At the same time, Washington was awash in amateurish domestic scandals and clumsy cover-ups. To listen to them, every computer the government owned had crashed on cue, coincidentally destroying evidence of government-committed crimes in the process. No one believed the obvious lies-“the spin,” as they called it from the White House-but those in power didn’t care. They couldn’t be prosecuted because they controlled the machinery of enforcement, and to them, that was all that mattered. They had lost all sense of the art, always to provide one’s prince with the refuge of credible deniability, what the British called a scintilla of truth.

Ana made a mental note. These people, whoever they were, were incompetent and, for that reason, dangerous. She would do whatever was possible to learn who they were so that she could avoid doing any business with them in the future. But first she had to recover the laptop, the software, and the small dish antenna that the French mercenaries who built the device had given them to field test.

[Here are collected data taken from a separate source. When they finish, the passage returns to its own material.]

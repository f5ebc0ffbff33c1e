use std::time::Duration;

use chrono::{Local, Utc};
use indicatif::{ProgressBar, ProgressStyle};
use tabled::Table;

use crate::{
    config, error, info,
    management::{RosterManager, TokenManager},
    spotify::SpotifyCatalog,
    success,
    sync::{
        CatalogProvider, PlaylistDiff, SyncMode, TimeWindow, collect_tracks, deduplicate,
        sync_playlist,
    },
    types::{TrackRecord, TrackTableRow},
    utils, warning,
};

/// Runs one synchronization pass over both target playlists.
///
/// Collects every roster artist's releases inside the current year, builds
/// the canonical recent and year-to-date track lists, and converges the
/// recent playlist (windowed replace) and the year playlist (additive).
/// With `dry_run` set, all pending additions and removals are computed and
/// reported but nothing is mutated.
pub async fn sync(dry_run: bool, lookback_days: Option<i64>) {
    let lookback_days = lookback_days.unwrap_or_else(config::lookback_days);
    let recent_playlist_id = config::recent_playlist_id();
    let year_playlist_id = config::year_playlist_id();
    let market = config::market();

    let roster_mgr = match RosterManager::load(&config::roster_file()).await {
        Ok(mgr) => mgr,
        Err(e) => {
            error!("Cannot load artist roster: {}", e);
        }
    };

    let roster_total = roster_mgr.count();
    info!("Loaded {} artists from the roster", roster_total);

    let roster = if config::exclude_ai() {
        roster_mgr.without_heavy_ai().into_artists()
    } else {
        roster_mgr.into_artists()
    };

    if roster.len() < roster_total {
        info!(
            "Excluded {} heavy-AI artists from the roster",
            roster_total - roster.len()
        );
    }

    let token_mgr = match TokenManager::load().await {
        Ok(manager) => manager,
        Err(e) => {
            error!(
                "Failed to load token cache: {}\nProvision it with a valid refresh token before running.",
                e
            );
        }
    };

    let catalog = SpotifyCatalog::new(token_mgr);
    let window = TimeWindow::new(Utc::now().date_naive(), lookback_days);

    let pb = spinner(format!("Collecting tracks from {} artists...", roster.len()));
    let collection = collect_tracks(&catalog, &roster, &window, &market).await;
    pb.finish_and_clear();

    // canonical lists; dedup output is oldest-first, and the recent list
    // goes back to newest-first because additions land at the playlist head
    let year_canonical = deduplicate(&collection.year_tracks);
    let mut recent_canonical = deduplicate(&collection.recent_tracks);
    utils::sort_tracks_newest_first(&mut recent_canonical);

    info!(
        "Found {} tracks released in the last {} days",
        recent_canonical.len(),
        lookback_days
    );
    info!("Found {} tracks released this year", year_canonical.len());

    if dry_run {
        info!("DRY RUN: no changes will be made to playlists");
    }

    let recent_diff = match sync_playlist(
        &catalog,
        &recent_playlist_id,
        &recent_canonical,
        SyncMode::WindowedReplace,
        dry_run,
    )
    .await
    {
        Ok(diff) => diff,
        Err(e) => {
            error!("Failed to update recent releases playlist: {}", e);
        }
    };

    report_diff("recent releases", &recent_diff, dry_run);

    let year_diff = match sync_playlist(
        &catalog,
        &year_playlist_id,
        &year_canonical,
        SyncMode::MissingOnly,
        dry_run,
    )
    .await
    {
        Ok(diff) => diff,
        Err(e) => {
            error!("Failed to update all tracks playlist: {}", e);
        }
    };

    report_diff("all tracks", &year_diff, dry_run);

    if !recent_diff.to_add.is_empty() {
        let mut rows: Vec<TrackTableRow> = recent_diff
            .to_add
            .iter()
            .map(|track| TrackTableRow {
                date: track.release_date.to_string(),
                title: track.title.clone(),
                artist: track.artist_name.clone().unwrap_or_default(),
            })
            .collect();
        utils::sort_track_table_rows(&mut rows);
        println!("{}", Table::new(rows));
    }

    summarize(
        &catalog,
        &recent_canonical,
        &recent_diff.to_add,
        lookback_days,
        &recent_playlist_id,
    )
    .await;
}

fn report_diff(playlist_name: &str, diff: &PlaylistDiff, dry_run: bool) {
    if !diff.to_remove.is_empty() {
        info!(
            "{} tracks {} removed from the {} playlist",
            diff.to_remove.len(),
            if dry_run { "would be" } else { "were" },
            playlist_name
        );
    }

    if diff.to_add.is_empty() {
        info!("No new tracks for the {} playlist", playlist_name);
    } else {
        info!(
            "{} tracks {} added to the {} playlist",
            diff.to_add.len(),
            if dry_run { "would be" } else { "were" },
            playlist_name
        );
    }

    if !dry_run && !diff.is_empty() {
        success!("The {} playlist was updated successfully!", playlist_name);
    }
}

/// Prints the run summary block: track count and total duration of the
/// recent playlist, the handles behind any new additions, and the playlist
/// URL. A failed duration lookup degrades to a warning and counts zero.
async fn summarize(
    catalog: &SpotifyCatalog,
    recent_tracks: &[TrackRecord],
    new_recent: &[TrackRecord],
    lookback_days: i64,
    playlist_id: &str,
) {
    let mut total_duration_ms: u64 = 0;
    for track in recent_tracks {
        match catalog.track_duration_ms(&track.id).await {
            Ok(ms) => total_duration_ms += ms,
            Err(e) => warning!("Cannot fetch duration for track {}: {}", track.title, e),
        }
    }

    let updated_at = Local::now().format("%m/%d/%y %H:%M:%S");

    println!();
    println!("{}", "=".repeat(50));
    println!("Release radar updated at {}", updated_at);
    println!(
        "Playlist duration: {} tracks, {}",
        recent_tracks.len(),
        utils::format_duration_ms(total_duration_ms)
    );

    if new_recent.is_empty() {
        println!("No new tracks added today!");
    } else {
        let handles: Vec<String> = new_recent
            .iter()
            .map(|track| format!("@{}", track.artist_handle.clone().unwrap_or_default()))
            .collect();
        println!("New tracks added from: {}", handles.join(", "));
    }

    println!();
    println!(
        "The radar features new music released by roster artists in the last {} days",
        lookback_days
    );
    println!();
    println!("https://open.spotify.com/playlist/{}", playlist_id);
    println!("{}", "=".repeat(50));
}

fn spinner(message: String) -> ProgressBar {
    let pb = ProgressBar::new_spinner();
    pb.set_message(message);
    pb.enable_steady_tick(Duration::from_millis(100));
    pb.set_style(
        ProgressStyle::with_template("{spinner:.blue} {msg}")
            .unwrap()
            .tick_chars("⠋⠙⠹⠸⠼⠴⠦⠧⠇⠏"),
    );
    pb
}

She finished her coffee, paid the waiter, and grabbed her purse. A minute later she was racing down the street astride the blue Piaggio BV500, helmet on her head, cruising toward the train station and her trip south back to her estate in order to pack for her trip to L.A.

FIVE

This morning we huddle in the conference room at our office, behind Miguel’s Concina and the Brigantine Restaurant on Orange Avenue in Coronado.

Pages and files are spread out all over the table as I sit with Harry and our investigator, Herman Diggs, trying to gain a handle on the latest blizzard of paper affecting Alex Ives.